Decoupling Strategies for Cybersecurity Zones Within a Defensive Cybersecurity Architecture

Year
2025
Abstract
Defensive Cybersecurity Architecture (DCSA) is a key strategic cybersecurity feature that ensures that the most critical functions (and the systems that perform them) are protected by the greatest number of defensive layers. The “atomic” unit of a DCSA is a cybersecurity zone which has controls at both the physical boundaries (e.g. locked cabinets, secure rooms/barriers, port blockers) and logical boundaries (e.g. firewalls, data diodes).

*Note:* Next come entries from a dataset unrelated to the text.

/// Relation between two tree paths.
#[derive(Debug, Clone, Copy, PartialEq, Eq)]
pub enum PathRelation {
    Same,
    /// The first path is a strict prefix of the second one.
    Prefix,
    /// The second path is a strict prefix of the first one.
    Extension,
    /// The paths differ first at the given index.
    Differ(usize),
}

pub fn compare_paths(left: &[usize], right: &[usize]) -> PathRelation {
    let common = left
        .iter()
        .zip(right.iter())
        .take_while(|(a, b)| a == b)
        .count();

    if common < left.len() && common < right.len() {
        return PathRelation::Differ(common);
    }

    match left.len().cmp(&right.len()) {
        std::cmp::Ordering::Equal => PathRelation::Same,
        std::cmp::Ordering::Less => PathRelation::Prefix,
        std::cmp::Ordering::Greater => PathRelation::Extension,
    }
}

These controls are the “decoupling” mechanisms that separate one zone from another and generally are arranged to protect the zone requiring more stringent protection (e.g., higher security level/classification) than the decoupled zone requiring less protection (e.g., lower security level). Nuclear power plants in the current fleet rely upon air-gaps (physical isolation and physical access control) to decouple zones or data diodes. This decoupling approach limits situational awareness and innovation (e.g., wireless, remote operations) for new Small Modular Reactors (SMRs). To enable innovation, this paper analyzes a spectrum of decoupling strategies (i.e., extreme, strict, logical only, physical only) to provide insights into DCSA optimization strategies necessary to support SMR deployment.